# Using Fortran for Jupyter Notebook


Numpy is a great tool, however sometimes the speed of numpy is not enough for writing some fast scientific computing code.  For example,
- The speed of vector operations and element-wise operations has significant difference. 
    - Thinking of Jacobi and Gauss-Seidel methods, the later one has to be implementing in an element-wise way.

Of course, you can compile function in the dynamic library and write python wrappers, but there is a much convenient way.  You can write functions in fortran and use those directly from python code.

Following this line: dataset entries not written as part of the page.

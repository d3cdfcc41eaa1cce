//! Provisioning collaborator contract.
//!
//! The engine never talks to a cloud API directly. For each resource
//! kind the external collaborator implements `create` and `update`;
//! the executor calls them with fully resolved properties and records
//! the outputs they return.

use async_trait::async_trait;
use std::collections::BTreeMap;
use uuid::Uuid;

use crate::error::Result;
use crate::graph::{NodeId, ResourceKind};

/// A fully resolved provisioning request for a single node.
///
/// Every reference in the declared properties has been replaced by the
/// producer's concrete output value before the provider sees it.
#[derive(Debug, Clone, PartialEq)]
pub struct ResourceRequest {
    /// The node being provisioned.
    pub id: NodeId,
    /// Resource kind.
    pub kind: ResourceKind,
    /// Resolved property values.
    pub properties: BTreeMap<String, serde_json::Value>,
    /// Output keys the node's contract declares.
    pub output_contract: Vec<String>,
}

/// The result of a successful provider call.
#[derive(Debug, Clone, PartialEq)]
pub struct ProvisionedResource {
    /// Provider-assigned identifier, used for later updates.
    pub remote_id: String,
    /// Concrete output values.
    pub outputs: BTreeMap<String, serde_json::Value>,
}

/// External collaborator that realizes resources.
#[cfg_attr(test, mockall::automock)]
#[async_trait]
pub trait ResourceProvider: Send + Sync {
    /// Creates a new resource and returns its identifier and outputs.
    async fn create(&self, request: &ResourceRequest) -> Result<ProvisionedResource>;

    /// Updates an existing resource in place and returns its outputs.
    async fn update(
        &self,
        remote_id: &str,
        request: &ResourceRequest,
    ) -> Result<ProvisionedResource>;
}

/// A provider that fabricates outputs locally.
///
/// Useful for exercising the engine end to end without a cloud
/// account: every contract output gets a deterministic placeholder
/// value derived from the node and key.
#[derive(Debug, Default)]
pub struct SimulatedProvider;

impl SimulatedProvider {
    /// Creates a new simulated provider.
    #[must_use]
    pub const fn new() -> Self {
        Self
    }

    fn fabricate_outputs(request: &ResourceRequest) -> BTreeMap<String, serde_json::Value> {
        request
            .output_contract
            .iter()
            .map(|key| {
                let value = format!("sim:{}:{}:{key}", request.kind, request.id);
                (key.clone(), serde_json::Value::String(value))
            })
            .collect()
    }
}

#[async_trait]
impl ResourceProvider for SimulatedProvider {
    async fn create(&self, request: &ResourceRequest) -> Result<ProvisionedResource> {
        let remote_id = format!("sim-{}", &Uuid::new_v4().to_string()[..8]);
        Ok(ProvisionedResource {
            remote_id,
            outputs: Self::fabricate_outputs(request),
        })
    }

    async fn update(
        &self,
        remote_id: &str,
        request: &ResourceRequest,
    ) -> Result<ProvisionedResource> {
        Ok(ProvisionedResource {
            remote_id: remote_id.to_string(),
            outputs: Self::fabricate_outputs(request),
        })
    }
}

#[cfg(test)]
mod tests {
    use super::*;

    fn queue_request() -> ResourceRequest {
        ResourceRequest {
            id: NodeId::new("messaging", "queue"),
            kind: ResourceKind::Queue,
            properties: BTreeMap::new(),
            output_contract: vec![String::from("arn"), String::from("url")],
        }
    }

    #[tokio::test]
    async fn test_simulated_create_honors_contract() {
        let provider = SimulatedProvider::new();
        let created = provider.create(&queue_request()).await.unwrap();

        assert!(created.remote_id.starts_with("sim-"));
        assert_eq!(created.outputs.len(), 2);
        assert_eq!(
            created.outputs["arn"],
            serde_json::json!("sim:queue:messaging/queue:arn")
        );
    }

    #[tokio::test]
    async fn test_simulated_update_keeps_remote_id() {
        let provider = SimulatedProvider::new();
        let updated = provider.update("sim-abcd1234", &queue_request()).await.unwrap();
        assert_eq!(updated.remote_id, "sim-abcd1234");
    }

    #[tokio::test]
    async fn test_mock_provider() {
        let mut mock = MockResourceProvider::new();
        mock.expect_create().times(1).returning(|request| {
            Ok(ProvisionedResource {
                remote_id: String::from("r-1"),
                outputs: request
                    .output_contract
                    .iter()
                    .map(|k| (k.clone(), serde_json::json!("value")))
                    .collect(),
            })
        });

        let created = mock.create(&queue_request()).await.unwrap();
        assert_eq!(created.remote_id, "r-1");
    }
}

First you'll need to install:
- pip install fortran-magic

In [1]:
import numpy as np
x = np.random.normal(size=1000)
y = np.random.normal(size=1000)

def py_add(x, y):
    z = np.empty(np.size(x))
    for i in range(np.size(x)):
        z[i] = x[i] + y[i]
    return z

## Numpy
### vertor add operation

In [2]:
%%timeit
z = x+y

1.19 µs ± 19 ns per loop (mean ± std. dev. of 7 runs, 1000000 loops each)


### element-wise add operation

In [3]:
%%timeit
z = py_add(x, y)

389 µs ± 5.73 µs per loop (mean ± std. dev. of 7 runs, 1000 loops each)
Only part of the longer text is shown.